Ah Shu's arrival made me feel a little better, rubbed my eyes, sat up from the bed, and replied, "I'll be right away." In response, Ah Shu left immediately, and I followed the sound of his footsteps gradually moving away, briefly cleaned myself up, and opened the door and went downstairs.

I was thinking about how Gui Yuan and He Ran were snuggling up together and waiting for me, and I walked downstairs quickly. But I didn't expect that by the time I got to the hall, the two of them were sitting in opposite positions.

What's going on? I've gone through so many twists and turns, shouldn't the script be a reunion and then an end, why do I think these two people seem to have some kind of enmity now?
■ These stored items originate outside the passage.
//! Finance domain records.
//!
//! # Responsibility
//! - Define the persisted shapes of accounts, classifications and transactions.
//! - Offer builder-style construction for every record.
//!
//! # Invariants
//! - `id == None` means the record has never been saved (transient).
//! - Builders never fail; required columns are enforced by the store so a
//!   record with missing required data is rejected on write, not on build.

pub mod account;
pub mod classification;
pub mod expense;
pub mod income;

/// Database-generated integer identity shared by every record.
pub type RecordId = i64;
I stood in the hall and looked at the two of them with a confused expression, and subconsciously wanted to ask Chenbei, who loved gossip the most, about the situation. As a result, after I looked around for a week and didn't find Chenbei's figure, I suddenly realized that Chenbei was no longer here. I swallowed the name back into my stomach, coughed dryly, and then walked between the two of them and sat down next to Guiyuan.